The current issue of America has a thought-provoking article on the idea of crafting "exit interviews" with people who are leaving the Church. Actually, this article is a follow-up to an earlier one on the same subject, which has been raised in other places as well. Interestingly, many fallen-away Catholics were eager to weigh in, even though it is hard to know how they found out that the conversation was being proposed.
Judging from the comments cited in the article, it would appear that the principal reason formerly established, "pillar of the Church" people leave the active practice of the faith has less to do with faith than with frustration over the most human aspects of the Church: the pastor is a control freak; the bishops don't know how to lead; the pedophiles got away with it for so long; and (that dogma that gets trotted out on so many occasions) "the Church treats women as second class citizens."
Apart from the pedophile crisis, which is a tragedy beyond measure (all the more because it could have been dealt with so differently), it is sad that many of the most-named "reasons" people would leave the Church are so fixable. (Some, to my mind, are just an issue of ignorance or attitude.) But it is also sad that in so many cases, these very circumstances are the kinds of things that could be a personally purifying "dark night of the senses" (the first of the "dark nights" in the spiritual life), if they were dealt with in a spirit of faith. Instead, the article seemed to demonstrate that people are addressing those problems in a kind of political or even consumerist spirit.

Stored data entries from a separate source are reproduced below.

//! Subprocess execution for mount helpers.
//!
//! The node service never shells out directly; it goes through the
//! [`Runner`] trait so the mount backends can be exercised in tests with
//! scripted exit codes and output instead of real processes.

use std::ffi::OsString;
use std::io;
use std::path::PathBuf;
use std::process::Command;

/// One helper invocation: program, arguments, and extra environment.
///
/// The child inherits the daemon's environment; `env` entries are added on
/// top. Credentials travel here and never in `args`.
#[derive(Debug, Clone, PartialEq, Eq)]
pub struct Invocation {
    pub program: PathBuf,
    pub args: Vec<OsString>,
    pub env: Vec<(String, String)>,
}

impl Invocation {
    pub fn new(program: impl Into<PathBuf>) -> Self {
        Self {
            program: program.into(),
            args: Vec::new(),
            env: Vec::new(),
        }
    }

    pub fn arg(mut self, arg: impl Into<OsString>) -> Self {
        self.args.push(arg.into());
        self
    }

    pub fn env(mut self, key: impl Into<String>, value: impl Into<String>) -> Self {
        self.env.push((key.into(), value.into()));
        self
    }

    /// True when any argument equals `needle`. Used by tests to prove
    /// secrets stay out of argv.
    pub fn has_arg(&self, needle: &str) -> bool {
        self.args.iter().any(|a| a == needle)
    }
}

/// Captured result of a process that ran to completion.
#[derive(Debug, Clone, Default, PartialEq, Eq)]
pub struct CapturedOutput {
    /// `None` when the process was terminated by a signal.
    pub exit_code: Option<i32>,
    pub stdout: String,
    pub stderr: String,
}

impl CapturedOutput {
    pub fn success(&self) -> bool {
        self.exit_code == Some(0)
    }
}

#[derive(Debug, thiserror::Error)]
pub enum ExecError {
    /// The process could not be started or its pipes could not be set up.
    /// Distinct from a non-zero exit: there is no stderr to report here.
    #[error("failed starting {program}: {source}")]
    Spawn {
        program: String,
        #[source]
        source: io::Error,
    },
}

pub trait Runner: Send + Sync {
    /// Run the invocation to completion and capture its output.
    fn run(&self, invocation: &Invocation) -> Result<CapturedOutput, ExecError>;
}

/// Executes real processes.
///
/// Both output streams are read to EOF before the exit status is collected
/// (`Command::output` semantics), so a child filling a pipe buffer cannot
/// deadlock against our `wait`.
#[derive(Debug, Clone, Copy, Default)]
pub struct SystemRunner;

impl Runner for SystemRunner {
    fn run(&self, invocation: &Invocation) -> Result<CapturedOutput, ExecError> {
        let mut cmd = Command::new(&invocation.program);
        cmd.args(&invocation.args);
        for (key, value) in &invocation.env {
            cmd.env(key, value);
        }
        let output = cmd.output().map_err(|source| ExecError::Spawn {
            program: invocation.program.display().to_string(),
            source,
        })?;
        Ok(CapturedOutput {
            exit_code: output.status.code(),
            stdout: String::from_utf8_lossy(&output.stdout).into_owned(),
            stderr: String::from_utf8_lossy(&output.stderr).into_owned(),
        })
    }
}

pub mod fake {
    //! Scripted [`Runner`] double for tests.

    use std::collections::VecDeque;

    use parking_lot::Mutex;

    use super::{CapturedOutput, ExecError, Invocation, Runner};

    enum Scripted {
        Output(CapturedOutput),
        SpawnFailure(String),
    }

    /// Replays queued results in order and records every invocation so
    /// tests can assert on argv and environment.
    #[derive(Default)]
    pub struct ScriptedRunner {
        results: Mutex<VecDeque<Scripted>>,
        calls: Mutex<Vec<Invocation>>,
    }

    impl ScriptedRunner {
        pub fn new() -> Self {
            Self::default()
        }

        pub fn push_output(&self, exit_code: i32, stdout: &str, stderr: &str) {
            self.results
                .lock()
                .push_back(Scripted::Output(CapturedOutput {
                    exit_code: Some(exit_code),
                    stdout: stdout.to_string(),
                    stderr: stderr.to_string(),
                }));
        }

        pub fn push_success(&self, stdout: &str) {
            self.push_output(0, stdout, "");
        }

        pub fn push_spawn_failure(&self, message: &str) {
            self.results
                .lock()
                .push_back(Scripted::SpawnFailure(message.to_string()));
        }

        pub fn calls(&self) -> Vec<Invocation> {
            self.calls.lock().clone()
        }
    }

    impl Runner for ScriptedRunner {
        fn run(&self, invocation: &Invocation) -> Result<CapturedOutput, ExecError> {
            self.calls.lock().push(invocation.clone());
            match self.results.lock().pop_front() {
                Some(Scripted::Output(output)) => Ok(output),
                Some(Scripted::SpawnFailure(message)) => Err(ExecError::Spawn {
                    program: invocation.program.display().to_string(),
                    source: std::io::Error::other(message),
                }),
                None => panic!(
                    "no scripted result left for {}",
                    invocation.program.display()
                ),
            }
        }
    }
}

#[cfg(test)]
mod tests {
    use super::*;

    #[test]
    fn captures_stdout_stderr_and_exit_code() {
        let inv = Invocation::new("/bin/sh")
            .arg("-c")
            .arg("echo out; echo err >&2; exit 3");
        let out = SystemRunner.run(&inv).unwrap();
        assert_eq!(out.exit_code, Some(3));
        assert!(!out.success());
        assert_eq!(out.stdout.trim(), "out");
        assert_eq!(out.stderr.trim(), "err");
    }

    #[test]
    fn passes_extra_environment() {
        let inv = Invocation::new("/bin/sh")
            .arg("-c")
            .arg("printf '%s' \"$S3CSI_TEST_VAR\"")
            .env("S3CSI_TEST_VAR", "hello");
        let out = SystemRunner.run(&inv).unwrap();
        assert!(out.success());
        assert_eq!(out.stdout, "hello");
    }

    #[test]
    fn missing_binary_is_a_spawn_error() {
        let inv = Invocation::new("/nonexistent/s3csi-test-binary");
        let err = SystemRunner.run(&inv).unwrap_err();
        assert!(matches!(err, ExecError::Spawn { .. }));
    }

    #[test]
    fn scripted_runner_replays_in_order_and_records_calls() {
        let runner = fake::ScriptedRunner::new();
        runner.push_success("first");
        runner.push_output(1, "", "boom");

        let a = Invocation::new("helper").arg("--version");
        let b = Invocation::new("helper").arg("bucket");
        assert_eq!(runner.run(&a).unwrap().stdout, "first");
        let second = runner.run(&b).unwrap();
        assert_eq!(second.exit_code, Some(1));
        assert_eq!(second.stderr, "boom");

        let calls = runner.calls();
        assert_eq!(calls.len(), 2);
        assert!(calls[0].has_arg("--version"));
        assert!(calls[1].has_arg("bucket"));
    }
}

How can we name and address these human, institutional problem spots in a spirit of prayer? Not to "reduce" the solution to prayer, but to include actual prayer and actual faith in the approach to a solution? To what extent does an examination of each problem also imply an examination of conscience on both sides, with a willingness to change attitudes and criteria that do not conform to the mind of Christ? With a willingness to accept that not everything will be or can be "fixed"?
It seemed that the article only addressed the issue of people who made a declared decision to "leave the Church," not those who have fallen away through a kind of neglect.
Maybe instead of exit interviews, we should be doing more interviews of those who are returning to the Church, or staying engaged despite the human aggravations that are part and parcel of being the body of Christ made up of many members.